▸ Your goal: Filter the entries below, keeping only lines with the word "address".

▸ Records from a dataset:
use crate::error::{BoostError, BoostErrorExt};
use accounts_graphql::{
    ContextBuilder, Directive, DirectiveMap, RequestInfo, ResolverMap, Schema, SchemaFragment,
    TypeDefs, auth_directive, build_executable_schema,
};
use accounts_server::AccountsServer;
use async_graphql::{Request, Response};
use std::fmt;
use std::sync::Arc;

/// The merged GraphQL API of a [`Boost`](crate::Boost) instance. Built once, then shared.
pub struct ComposedSchema {
    /// Type definitions of the base fragment.
    pub type_defs: TypeDefs,
    /// Resolvers of the extended fragment.
    pub resolvers: ResolverMap,
    /// Directives of the extended fragment.
    pub directives: DirectiveMap,
    pub schema: Schema,
    pub context_builder: ContextBuilder,
    /// The `@auth` directive, for callers wrapping their own resolvers.
    pub auth_directive: Directive,
}

impl ComposedSchema {
    /// Executes `request` with the accounts context built from `info`.
    pub async fn execute(&self, request: Request, info: RequestInfo) -> Response {
        let context = self.context_builder.build(info).await;
        self.schema.execute(request.data(context)).await
    }

    /// The composed type definitions rendered as SDL.
    #[must_use]
    pub fn sdl(&self) -> String {
        self.type_defs.to_string()
    }
}

impl fmt::Debug for ComposedSchema {
    fn fmt(&self, f: &mut fmt::Formatter<'_>) -> fmt::Result {
        f.debug_struct("ComposedSchema")
            .field("type_defs", &self.type_defs)
            .field("resolvers", &self.resolvers)
            .field("directives", &self.directives.keys().collect::<Vec<_>>())
            .field("context_builder", &self.context_builder)
            .finish_non_exhaustive()
    }
}

/// Merges the base fragment's type definitions with the extended fragment's resolvers and
/// directives into one executable schema.
pub(crate) fn compose(
    server: &Arc<AccountsServer>,
    base: SchemaFragment,
    extended: SchemaFragment,
) -> Result<ComposedSchema, BoostError> {
    let SchemaFragment { type_defs, .. } = base;
    let SchemaFragment { resolvers, directives, .. } = extended;

    let schema = build_executable_schema(&type_defs, &resolvers, &directives)
        .context("Building executable schema")?;

    Ok(ComposedSchema {
        type_defs,
        resolvers,
        directives,
        schema,
        context_builder: ContextBuilder::new(Arc::clone(server)),
        auth_directive: auth_directive(),
    })
}
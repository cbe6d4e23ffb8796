use super::{SessionStorage, StorageError, UserStorage};
use crate::types::{ConnectionInfo, EmailRecord, NewUser, Session, User};
use accounts_kernel::safe_nanoid;
use async_trait::async_trait;
use chrono::Utc;
use fxhash::FxHashMap;
use parking_lot::RwLock;

#[derive(Debug, Clone)]
struct StoredUser {
    user: User,
    password_hash: Option<String>,
}

/// Process-local storage. Data lives as long as the value and is never persisted.
#[derive(Debug, Default)]
pub struct MemoryStorage {
    users: RwLock<FxHashMap<String, StoredUser>>,
    sessions: RwLock<FxHashMap<String, Session>>,
}

impl MemoryStorage {
    #[must_use]
    pub fn new() -> Self {
        Self::default()
    }

    fn find_user(&self, predicate: impl Fn(&User) -> bool) -> Option<User> {
        self.users.read().values().find(|stored| predicate(&stored.user)).map(|s| s.user.clone())
    }

    fn with_session(
        &self,
        id: &str,
        update: impl FnOnce(&mut Session),
    ) -> Result<(), StorageError> {
        let mut sessions = self.sessions.write();
        let session = sessions.get_mut(id).ok_or_else(|| StorageError::Query {
            message: format!("Session '{id}' does not exist").into(),
            context: None,
        })?;
        update(session);
        session.updated_at = Utc::now();
        Ok(())
    }
}

#[async_trait]
impl UserStorage for MemoryStorage {
    async fn create_user(&self, user: NewUser) -> Result<String, StorageError> {
        let email = user.email.map(|e| e.to_lowercase());
        let mut users = self.users.write();

        let taken = users.values().any(|stored| {
            let same_name = user.username.is_some() && stored.user.username == user.username;
            let same_email = email.as_ref().is_some_and(|email| {
                stored.user.emails.iter().any(|record| &record.address == email)
            });
            same_name || same_email
        });
        if taken {
            return Err(StorageError::Duplicate {
                message: "Username or email already exists".into(),
                context: None,
            });
        }

        let id = safe_nanoid!();
        let emails = email.map(|address| EmailRecord { address, verified: false });
        users.insert(
            id.clone(),
            StoredUser {
                user: User {
                    id: id.clone(),
                    username: user.username,
                    emails: emails.into_iter().collect(),
                    deactivated: false,
                    created_at: Utc::now(),
                },
                password_hash: user.password_hash,
            },
        );
        Ok(id)
    }

    async fn find_user_by_id(&self, id: &str) -> Result<Option<User>, StorageError> {
        Ok(self.users.read().get(id).map(|stored| stored.user.clone()))
    }

    async fn find_user_by_username(&self, username: &str) -> Result<Option<User>, StorageError> {
        Ok(self.find_user(|user| user.username.as_deref() == Some(username)))
    }

    async fn find_user_by_email(&self, email: &str) -> Result<Option<User>, StorageError> {
        let email = email.to_lowercase();
        Ok(self.find_user(|user| user.emails.iter().any(|record| record.address == email)))
    }

    async fn find_password_hash(&self, user_id: &str) -> Result<Option<String>, StorageError> {
        Ok(self.users.read().get(user_id).and_then(|stored| stored.password_hash.clone()))
    }

    async fn set_password_hash(&self, user_id: &str, hash: &str) -> Result<(), StorageError> {
        let mut users = self.users.write();
        let stored = users.get_mut(user_id).ok_or_else(|| StorageError::Query {
            message: format!("User '{user_id}' does not exist").into(),
            context: None,
        })?;
        stored.password_hash = Some(hash.to_owned());
        Ok(())
    }
}

#[async_trait]
impl SessionStorage for MemoryStorage {
    async fn create_session(
        &self,
        user_id: &str,
        token: &str,
        info: &ConnectionInfo,
    ) -> Result<String, StorageError> {
        let mut sessions = self.sessions.write();
        if sessions.values().any(|session| session.token == token) {
            return Err(StorageError::Duplicate {
                message: "Session token already exists".into(),
                context: None,
            });
        }

        let id = safe_nanoid!();
        let now = Utc::now();
        sessions.insert(
            id.clone(),
            Session {
                id: id.clone(),
                user_id: user_id.to_owned(),
                token: token.to_owned(),
                valid: true,
                user_agent: info.user_agent.clone(),
                ip: info.ip.clone(),
                created_at: now,
                updated_at: now,
            },
        );
        Ok(id)
    }

    async fn find_session_by_id(&self, id: &str) -> Result<Option<Session>, StorageError> {
        Ok(self.sessions.read().get(id).cloned())
    }

    async fn find_session_by_token(&self, token: &str) -> Result<Option<Session>, StorageError> {
        Ok(self.sessions.read().values().find(|session| session.token == token).cloned())
    }

    async fn update_session(&self, id: &str, info: &ConnectionInfo) -> Result<(), StorageError> {
        self.with_session(id, |session| {
            session.user_agent.clone_from(&info.user_agent);
            session.ip.clone_from(&info.ip);
        })
    }

    async fn invalidate_session(&self, id: &str) -> Result<(), StorageError> {
        self.with_session(id, |session| session.valid = false)
    }

    async fn invalidate_all_sessions(&self, user_id: &str) -> Result<(), StorageError> {
        let now = Utc::now();
        for session in self.sessions.write().values_mut().filter(|s| s.user_id == user_id) {
            session.valid = false;
            session.updated_at = now;
        }
        Ok(())
    }
}
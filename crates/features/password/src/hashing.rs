use crate::error::PasswordError;
use argon2::password_hash::SaltString;
use argon2::{Argon2, PasswordHash, PasswordHasher, PasswordVerifier};

const SALT_BYTES: usize = 16;

/// Hashes `password` into an argon2id PHC string on the blocking pool.
pub(crate) async fn hash(password: String) -> Result<String, PasswordError> {
    blocking(move || {
        let mut salt = [0u8; SALT_BYTES];
        getrandom::fill(&mut salt).map_err(|e| PasswordError::Internal {
            message: e.to_string().into(),
            context: Some("Generating salt".into()),
        })?;
        let salt = SaltString::encode_b64(&salt)?;
        Ok(Argon2::default().hash_password(password.as_bytes(), &salt)?.to_string())
    })
    .await
}

pub(crate) async fn verify(password: String, hash: String) -> Result<bool, PasswordError> {
    blocking(move || {
        let parsed = PasswordHash::new(&hash)?;
        Ok(Argon2::default().verify_password(password.as_bytes(), &parsed).is_ok())
    })
    .await
}

async fn blocking<T, F>(f: F) -> Result<T, PasswordError>
where
    F: FnOnce() -> Result<T, PasswordError> + Send + 'static,
    T: Send + 'static,
{
    tokio::task::spawn_blocking(f).await.map_err(|e| PasswordError::Internal {
        message: e.to_string().into(),
        context: Some("Hashing task".into()),
    })?
}
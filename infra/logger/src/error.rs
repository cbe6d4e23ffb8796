use std::borrow::Cow;

/// Errors raised while installing the logging system.
#[accounts_derive::accounts_error]
pub enum LoggerError {
    /// The rolling file appender could not be created.
    #[error("Rolling file appender error{}: {source}", format_context(.context))]
    Appender { source: tracing_appender::rolling::InitError, context: Option<Cow<'static, str>> },

    /// A global subscriber is already installed in this process.
    #[error("Tracing subscriber error{}: {source}", format_context(.context))]
    Subscriber {
        source: tracing_subscriber::util::TryInitError,
        context: Option<Cow<'static, str>>,
    },

    /// The builder settings are unusable.
    #[error("Invalid logger configuration{}: {message}", format_context(.context))]
    InvalidConfiguration { message: Cow<'static, str>, context: Option<Cow<'static, str>> },

    #[error("Internal logger error{}: {message}", format_context(.context))]
    Internal { message: Cow<'static, str>, context: Option<Cow<'static, str>> },
}
use accounts_server::{EmailRecord, Session, User};
use chrono::{DateTime, Utc};
use mongodb::bson;
use serde::{Deserialize, Serialize};

pub(crate) const USERS: &str = "users";
pub(crate) const SESSIONS: &str = "sessions";

/// Stored shape of a user. Optional identifiers are omitted rather than stored as null so the
/// sparse unique indexes skip them.
#[derive(Debug, Clone, PartialEq, Serialize, Deserialize)]
#[serde(rename_all = "camelCase")]
pub(crate) struct UserDocument {
    #[serde(rename = "_id")]
    pub(crate) id: String,
    #[serde(default, skip_serializing_if = "Option::is_none")]
    pub(crate) username: Option<String>,
    #[serde(default, skip_serializing_if = "Vec::is_empty")]
    pub(crate) emails: Vec<EmailRecord>,
    #[serde(default)]
    pub(crate) deactivated: bool,
    pub(crate) created_at: bson::DateTime,
    #[serde(default)]
    pub(crate) services: UserServices,
}

#[derive(Debug, Clone, Default, PartialEq, Eq, Serialize, Deserialize)]
pub(crate) struct UserServices {
    #[serde(default, skip_serializing_if = "Option::is_none")]
    pub(crate) password: Option<PasswordRecord>,
}

#[derive(Debug, Clone, PartialEq, Eq, Serialize, Deserialize)]
pub(crate) struct PasswordRecord {
    pub(crate) hash: String,
}

#[derive(Debug, Clone, PartialEq, Serialize, Deserialize)]
#[serde(rename_all = "camelCase")]
pub(crate) struct SessionDocument {
    #[serde(rename = "_id")]
    pub(crate) id: String,
    pub(crate) user_id: String,
    pub(crate) token: String,
    pub(crate) valid: bool,
    pub(crate) user_agent: Option<String>,
    pub(crate) ip: Option<String>,
    pub(crate) created_at: bson::DateTime,
    pub(crate) updated_at: bson::DateTime,
}

fn to_chrono(value: bson::DateTime) -> DateTime<Utc> {
    DateTime::from_timestamp_millis(value.timestamp_millis()).unwrap_or_default()
}

impl From<UserDocument> for User {
    fn from(doc: UserDocument) -> Self {
        Self {
            id: doc.id,
            username: doc.username,
            emails: doc.emails,
            deactivated: doc.deactivated,
            created_at: to_chrono(doc.created_at),
        }
    }
}

impl From<SessionDocument> for Session {
    fn from(doc: SessionDocument) -> Self {
        Self {
            id: doc.id,
            user_id: doc.user_id,
            token: doc.token,
            valid: doc.valid,
            user_agent: doc.user_agent,
            ip: doc.ip,
            created_at: to_chrono(doc.created_at),
            updated_at: to_chrono(doc.updated_at),
        }
    }
}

▸ Answer to this problem:
                stored.user.emails.iter().any(|record| &record.address == email)
        let emails = email.map(|address| EmailRecord { address, verified: false });
        Ok(self.find_user(|user| user.emails.iter().any(|record| record.address == email)))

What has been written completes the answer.